Please copy the lines below exactly, from the first one through the line showing "level or directory.".

══════════

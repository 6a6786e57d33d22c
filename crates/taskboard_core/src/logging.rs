//! Core logging bootstrap.
//!
//! # Responsibility
//! - Start the rolling file logger once per process.
//! - Capture panics as sanitized log records.
//!
//! # Invariants
//! - Initialization is idempotent for the same level and directory, and
//!   rejects any other combination once active.
//! - Initialization never panics.
//! - Log records carry ids, counts and durations only; card titles,
//!   descriptions and other user text stay out of the logs.

use flexi_logger::{Cleanup, Criterion, FileSpec, Logger, LoggerHandle, Naming, WriteMode};
use log::{error, info};
use once_cell::sync::OnceCell;
use std::path::{Path, PathBuf};

const LOG_FILE_BASENAME: &str = "taskboard";
const MAX_LOG_FILE_SIZE_BYTES: u64 = 10 * 1024 * 1024;
const MAX_LOG_FILES: usize = 5;
const MAX_PANIC_PAYLOAD_CHARS: usize = 160;

static LOGGING_STATE: OnceCell<LoggingState> = OnceCell::new();
static PANIC_HOOK_INSTALLED: OnceCell<()> = OnceCell::new();

struct LoggingState {
    level: &'static str,
    log_dir: PathBuf,
    _logger: LoggerHandle,
}

impl LoggingState {
    fn ensure_matches(&self, level: &str, log_dir: &Path) -> Result<(), String> {
        if self.log_dir != log_dir {
            return Err(format!(
                "logging already initialized at `{}`; refusing to switch to `{}`",
                self.log_dir.display(),
                log_dir.display()
            ));
        }
        if self.level != level {
            return Err(format!(
                "logging already initialized with level `{}`; refusing to switch to `{level}`",
                self.level
            ));
        }
        Ok(())
    }
}

/// Initializes core logging with level and directory.
///
/// # Errors
/// - `level` is not one of `trace|debug|info|warn|error`.
/// - `log_dir` is blank, relative, or cannot be created.
/// - Logging is already active with a different level or directory.
/// - The logger backend fails to start.
pub fn init_logging(level: &str, log_dir: &str) -> Result<(), String> {
    let level = normalize_level(level)?;
    let log_dir = normalize_log_dir(log_dir)?;

    if let Some(state) = LOGGING_STATE.get() {
        return state.ensure_matches(level, &log_dir);
    }

    let state = LOGGING_STATE.get_or_try_init(|| start_logger(level, log_dir.clone()))?;
    state.ensure_matches(level, &log_dir)
}

/// Returns `(level, log_dir)` when logging is active.
pub fn logging_status() -> Option<(&'static str, PathBuf)> {
    LOGGING_STATE
        .get()
        .map(|state| (state.level, state.log_dir.clone()))
}

/// Default log level for the current build mode: `debug` in debug builds,
/// `info` in release builds.
pub fn default_log_level() -> &'static str {
    if cfg!(debug_assertions) {
        "debug"
    } else {
        "info"
    }
}

fn start_logger(level: &'static str, log_dir: PathBuf) -> Result<LoggingState, String> {
    std::fs::create_dir_all(&log_dir).map_err(|err| {
        format!(
            "failed to create log directory `{}`: {err}",
            log_dir.display()
        )
    })?;

    let logger = Logger::try_with_str(level)
        .map_err(|err| format!("invalid log level `{level}`: {err}"))?
        .log_to_file(
            FileSpec::default()
                .directory(log_dir.as_path())
                .basename(LOG_FILE_BASENAME),
        )
        .rotate(
            Criterion::Size(MAX_LOG_FILE_SIZE_BYTES),
            Naming::Numbers,
            Cleanup::KeepLogFiles(MAX_LOG_FILES),
        )
        .write_mode(WriteMode::BufferAndFlush)
        .append()
        .format_for_files(flexi_logger::detailed_format)
        .start()
        .map_err(|err| format!("failed to start logger: {err}"))?;

    install_panic_hook_once();

    info!(
        "event=core_init module=logging status=ok version={} platform={} build_mode={} level={level} log_dir={}",
        env!("CARGO_PKG_VERSION"),
        std::env::consts::OS,
        if cfg!(debug_assertions) { "debug" } else { "release" },
        log_dir.display()
    );

    Ok(LoggingState {
        level,
        log_dir,
        _logger: logger,
    })
}

fn normalize_level(level: &str) -> Result<&'static str, String> {
    match level.trim().to_ascii_lowercase().as_str() {
        "trace" => Ok("trace"),
        "debug" => Ok("debug"),
        "info" => Ok("info"),
        "warn" | "warning" => Ok("warn"),
        "error" => Ok("error"),
        other => Err(format!(
            "unsupported log level `{other}`; expected trace|debug|info|warn|error"
        )),
    }
}

fn normalize_log_dir(log_dir: &str) -> Result<PathBuf, String> {
    let trimmed = log_dir.trim();
    if trimmed.is_empty() {
        return Err("log_dir cannot be empty".to_string());
    }
    let path = Path::new(trimmed);
    if !path.is_absolute() {
        return Err(format!("log_dir must be an absolute path, got `{trimmed}`"));
    }
    Ok(path.to_path_buf())
}

fn install_panic_hook_once() {
    if PANIC_HOOK_INSTALLED.set(()).is_err() {
        return;
    }

    let previous_hook = std::panic::take_hook();
    std::panic::set_hook(Box::new(move |panic_info| {
        let location = panic_info
            .location()
            .map(|loc| format!("{}:{}", loc.file(), loc.line()))
            .unwrap_or_else(|| "unknown".to_string());
        let payload = panic_info
            .payload()
            .downcast_ref::<&str>()
            .map(|message| (*message).to_string())
            .or_else(|| panic_info.payload().downcast_ref::<String>().cloned())
            .unwrap_or_else(|| "non-string panic payload".to_string());
        error!(
            "event=panic_captured module=logging status=error location={location} payload={}",
            sanitize_message(&payload, MAX_PANIC_PAYLOAD_CHARS)
        );
        previous_hook(panic_info);
    }));
}

// Panic payloads may echo user text: flatten newlines and cap the length.
fn sanitize_message(value: &str, max_chars: usize) -> String {
    let flattened = value.replace(['\n', '\r'], " ");
    let mut truncated = flattened.chars().take(max_chars).collect::<String>();
    if flattened.chars().count() > max_chars {
        truncated.push_str("...");
    }
    truncated
}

══════════

EXERCISE RESPONSE =
repository 6a6786e57d33d22c
filename crates/taskboard_core/src/logging.rs
//! Core logging bootstrap.
//!
//! # Responsibility
//! - Start the rolling file logger once per process.
//! - Capture panics as sanitized log records.
//!
//! # Invariants
//! - Initialization is idempotent for the same level and directory, and
//!   rejects any other combination once active.
//! - Initialization never panics.
//! - Log records carry ids, counts and durations only; card titles,
//!   descriptions and other user text stay out of the logs.

use flexi_logger::{Cleanup, Criterion, FileSpec, Logger, LoggerHandle, Naming, WriteMode};
use log::{error, info};
use once_cell::sync::OnceCell;
use std::path::{Path, PathBuf};

const LOG_FILE_BASENAME: &str = "taskboard";
const MAX_LOG_FILE_SIZE_BYTES: u64 = 10 * 1024 * 1024;
const MAX_LOG_FILES: usize = 5;
const MAX_PANIC_PAYLOAD_CHARS: usize = 160;

static LOGGING_STATE: OnceCell<LoggingState> = OnceCell::new();
static PANIC_HOOK_INSTALLED: OnceCell<()> = OnceCell::new();

struct LoggingState {
    level: &'static str,
    log_dir: PathBuf,
    _logger: LoggerHandle,
}

impl LoggingState {
    fn ensure_matches(&self, level: &str, log_dir: &Path) -> Result<(), String> {
        if self.log_dir != log_dir {
            return Err(format!(
                "logging already initialized at `{}`; refusing to switch to `{}`",
                self.log_dir.display(),
                log_dir.display()
            ));
        }
        if self.level != level {
            return Err(format!(
                "logging already initialized with level `{}`; refusing to switch to `{level}`",
                self.level
            ));
        }
        Ok(())
    }
}

/// Initializes core logging with level and directory.
///
/// # Errors
/// - `level` is not one of `trace|debug|info|warn|error`.
/// - `log_dir` is blank, relative, or cannot be created.
/// - Logging is already active with a different level or directory.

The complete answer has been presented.